TİMOMA (TİMUS KANSERİ)
ıÜüTimus bezi, timoma, lenfoma, Hodgkin hastalığı gibi tümörlerin yerleşim yeridir. Timik epitel hücrelerinden kaynaklanan tümörlere timoma adı verilir. Miyastenia Gravis hastalarının %10-15 de Timoma bulunur.
BELİRTİLERİ
Semptomları bazen bronşit ile karışır şiddetli öksürük tümörün laringeal sinire baskı yapması sonucu gelişir. Timomalı hastaların %30′unda Myastenia gravis hastalığı vardır. Timomanın tedavisi tümörün cerrahi olarak çıkarılmasıdır.
1950’ li yıllarda çocuklarda genişleyen timus bezinin tedavisi için radyasyon tedavisi uygulanmış ve bu hastalarda tiroid kanseri ve lösemi oranı artmıştır.
Dİ GEORGE SENDROMU
22q11.2 delesyon sendromu, Velo-Cardio-Facial sendrom olarak da bilinir. ıÜüDi George sendromu yaklaşık her 4000 canlı doğumda bir olmak üzere oldukça nadir görülen bir doğumsal hastalıktır.
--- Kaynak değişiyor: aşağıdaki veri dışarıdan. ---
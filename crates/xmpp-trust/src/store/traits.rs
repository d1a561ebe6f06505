// Copyright 2024 The Matrix.org Foundation C.I.C.
//
// Licensed under the Apache License, Version 2.0 (the "License");
// you may not use this file except in compliance with the License.
// You may obtain a copy of the License at
//
//     http://www.apache.org/licenses/LICENSE-2.0
//
// Unless required by applicable law or agreed to in writing, software
// distributed under the License is distributed on an "AS IS" BASIS,
// WITHOUT WARRANTIES OR CONDITIONS OF ANY KIND, either express or implied.
// See the License for the specific language governing permissions and
// limitations under the License.

use std::sync::Arc;

use async_trait::async_trait;
use xmpp_trust_common::AsyncTraitDeps;

use super::{KeysByTrustLevel, PostponedTrustDecisions, Result, TrustLevelsByOwner};
use crate::{
    trust_message::KeyOwner,
    types::{KeyId, KeysByOwner, SecurityPolicy, TrustLevel, TrustLevels},
};

/// Represents a store that the [`TrustManager`] uses to store the trust data
/// of end-to-end encryption keys.
///
/// Every method takes the namespace of the encryption protocol the data
/// belongs to, the data of different namespaces never interacts.
///
/// [`TrustManager`]: crate::TrustManager
#[cfg_attr(target_family = "wasm", async_trait(?Send))]
#[cfg_attr(not(target_family = "wasm"), async_trait)]
pub trait TrustStorage: AsyncTraitDeps {
    /// Set the security policy of an encryption protocol.
    async fn set_security_policy(&self, encryption: &str, policy: SecurityPolicy) -> Result<()>;

    /// Reset the security policy of an encryption protocol to
    /// [`SecurityPolicy::NoSecurityPolicy`].
    async fn reset_security_policy(&self, encryption: &str) -> Result<()>;

    /// Get the security policy of an encryption protocol.
    async fn security_policy(&self, encryption: &str) -> Result<SecurityPolicy>;

    /// Store the ID of the key this client instance uses.
    async fn set_own_key(&self, encryption: &str, key_id: KeyId) -> Result<()>;

    /// Forget the ID of the own key.
    async fn reset_own_key(&self, encryption: &str) -> Result<()>;

    /// Get the ID of the own key, if one is stored.
    async fn own_key(&self, encryption: &str) -> Result<Option<KeyId>>;

    /// Add keys of a key owner, overwriting the trust level of keys that are
    /// already stored.
    ///
    /// # Arguments
    ///
    /// * `owner_jid` - The bare JID of the key owner.
    ///
    /// * `key_ids` - The IDs of the keys.
    ///
    /// * `trust_level` - The trust level of the keys, usually
    ///   [`TrustLevel::default_for_new_keys()`]. Adding keys as
    ///   [`TrustLevel::Undecided`] removes them.
    async fn add_keys(
        &self,
        encryption: &str,
        owner_jid: &str,
        key_ids: &[KeyId],
        trust_level: TrustLevel,
    ) -> Result<()>;

    /// Remove the keys with the given IDs, regardless of their owner.
    async fn remove_keys(&self, encryption: &str, key_ids: &[KeyId]) -> Result<()>;

    /// Remove all keys of a key owner.
    async fn remove_keys_of_owner(&self, encryption: &str, owner_jid: &str) -> Result<()>;

    /// Remove all keys of an encryption protocol.
    async fn remove_all_keys(&self, encryption: &str) -> Result<()>;

    /// Get the stored keys grouped by trust level.
    ///
    /// An empty `trust_levels` set returns keys of all trust levels.
    async fn keys(&self, encryption: &str, trust_levels: TrustLevels) -> Result<KeysByTrustLevel>;

    /// Get the stored keys of the given key owners with their trust levels.
    ///
    /// An empty `owner_jids` list returns keys of all owners, an empty
    /// `trust_levels` set returns keys of all trust levels. Owners without
    /// matching keys are left out.
    async fn keys_of_owners(
        &self,
        encryption: &str,
        owner_jids: &[String],
        trust_levels: TrustLevels,
    ) -> Result<TrustLevelsByOwner>;

    /// Does the key owner have any key with one of the given trust levels.
    async fn has_key(
        &self,
        encryption: &str,
        owner_jid: &str,
        trust_levels: TrustLevels,
    ) -> Result<bool>;

    /// Set the trust level of keys, creating records for unknown keys.
    ///
    /// Returns the keys whose trust level actually changed.
    async fn set_trust_level(
        &self,
        encryption: &str,
        keys: &KeysByOwner,
        trust_level: TrustLevel,
    ) -> Result<KeysByOwner>;

    /// Move all keys of the given owners from one trust level to another.
    ///
    /// Returns the keys whose trust level changed.
    async fn set_trust_level_of_owners(
        &self,
        encryption: &str,
        owner_jids: &[String],
        old_trust_level: TrustLevel,
        new_trust_level: TrustLevel,
    ) -> Result<KeysByOwner>;

    /// Get the trust level of a key, [`TrustLevel::Undecided`] if the key is
    /// unknown.
    async fn trust_level(
        &self,
        encryption: &str,
        owner_jid: &str,
        key_id: &KeyId,
    ) -> Result<TrustLevel>;

    /// Remove all the trust data of an encryption protocol.
    async fn reset_all(&self, encryption: &str) -> Result<()>;
}

/// A [`TrustStorage`] that additionally stores the data Automatic Trust
/// Management needs: trust decisions received from senders whose keys aren't
/// authenticated yet.
///
/// A postponed decision is identified by the key it is about, the owner of
/// that key and the key of the sender. It becomes actionable once the sender
/// key is authenticated.
#[cfg_attr(target_family = "wasm", async_trait(?Send))]
#[cfg_attr(not(target_family = "wasm"), async_trait)]
pub trait AtmTrustStorage: TrustStorage {
    /// Store the trust decisions of the key owners for later.
    ///
    /// Trusted keys are stored before distrusted ones, an existing decision
    /// for the same key, owner and sender is overwritten.
    async fn add_keys_for_postponed_trust_decisions(
        &self,
        encryption: &str,
        sender_key_id: &KeyId,
        key_owners: &[KeyOwner],
    ) -> Result<()>;

    /// Remove postponed decisions for the authentication of the keys in
    /// `key_ids_for_authentication` and for the distrusting of the keys in
    /// `key_ids_for_distrusting`, regardless of their owner or sender.
    async fn remove_keys_for_postponed_trust_decisions(
        &self,
        encryption: &str,
        key_ids_for_authentication: &[KeyId],
        key_ids_for_distrusting: &[KeyId],
    ) -> Result<()>;

    /// Remove all postponed decisions made by the given sender keys.
    async fn remove_keys_for_postponed_trust_decisions_by_sender(
        &self,
        encryption: &str,
        sender_key_ids: &[KeyId],
    ) -> Result<()>;

    /// Remove all postponed decisions of an encryption protocol.
    async fn remove_all_keys_for_postponed_trust_decisions(&self, encryption: &str) -> Result<()>;

    /// Get the postponed decisions made by the given sender keys.
    ///
    /// An empty `sender_key_ids` list returns all postponed decisions.
    async fn keys_for_postponed_trust_decisions(
        &self,
        encryption: &str,
        sender_key_ids: &[KeyId],
    ) -> Result<PostponedTrustDecisions>;
}

/// A type that can be type-erased into `Arc<dyn TrustStorage>`.
///
/// This trait is not meant to be implemented directly outside `xmpp-trust`,
/// but it is automatically implemented for everything that implements
/// `TrustStorage`.
pub trait IntoTrustStorage {
    #[doc(hidden)]
    fn into_trust_storage(self) -> Arc<dyn TrustStorage>;
}

impl<T> IntoTrustStorage for T
where
    T: TrustStorage + 'static,
{
    fn into_trust_storage(self) -> Arc<dyn TrustStorage> {
        Arc::new(self)
    }
}

impl<T> IntoTrustStorage for Arc<T>
where
    T: TrustStorage + 'static,
{
    fn into_trust_storage(self) -> Arc<dyn TrustStorage> {
        self
    }
}

impl IntoTrustStorage for Arc<dyn TrustStorage> {
    fn into_trust_storage(self) -> Arc<dyn TrustStorage> {
        self
    }
}

impl IntoTrustStorage for Arc<dyn AtmTrustStorage> {
    fn into_trust_storage(self) -> Arc<dyn TrustStorage> {
        self
    }
}

/// A type that can be type-erased into `Arc<dyn AtmTrustStorage>`.
///
/// Automatically implemented for everything that implements
/// `AtmTrustStorage`.
pub trait IntoAtmTrustStorage {
    #[doc(hidden)]
    fn into_atm_trust_storage(self) -> Arc<dyn AtmTrustStorage>;
}

impl<T> IntoAtmTrustStorage for T
where
    T: AtmTrustStorage + 'static,
{
    fn into_atm_trust_storage(self) -> Arc<dyn AtmTrustStorage> {
        Arc::new(self)
    }
}

impl<T> IntoAtmTrustStorage for Arc<T>
where
    T: AtmTrustStorage + 'static,
{
    fn into_atm_trust_storage(self) -> Arc<dyn AtmTrustStorage> {
        self
    }
}

impl IntoAtmTrustStorage for Arc<dyn AtmTrustStorage> {
    fn into_atm_trust_storage(self) -> Arc<dyn AtmTrustStorage> {
        self
    }
}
İlk olarak 1968 yılında pediatrik endokrinolog Angelo Di George tarafından tanımlanmıştır.
BELİRTİLERİ
Klinik olarak hastalığın belirtileri hastadan hastaya değişkenlikler göstermekle beraber bu hastalarda tipik bir yüz ifadesinin yanı sıra sıklıkla doğumsal kalp defektleri, hipoparatiroidizim ve immün yetmezliğe bağlı tekrarlayan ağır enfeksiyonlar görülür. Di George sendromu genetik bir anomalidir. Tanısı genetik testler ile konur. Di George sendromlu hastalarda hasarlı genlerin kodladığı organların (timus bezi, paratiroid bezleri, aort, dudak ve kulakların alt kısımları) bozuk gelişimi nedeniyle tipik bir yüz ifadesi mevcuttur.
TEDAVİ
Bu hastaların tedavisinde komplet Di George sendromunda timus transplantasyonu yapılabilir. Bu hastalarda gelişen doğumsal kalp hastalıkları için kalp cerrahisi önerilir. Bakteriyel enfeksiyonlar antibiyotik tedavisi ile tedavi edilir. Hipoparatiroidizm ve hipokalsemi de D vitamini ve Kalsiyum tedavisi yapılır.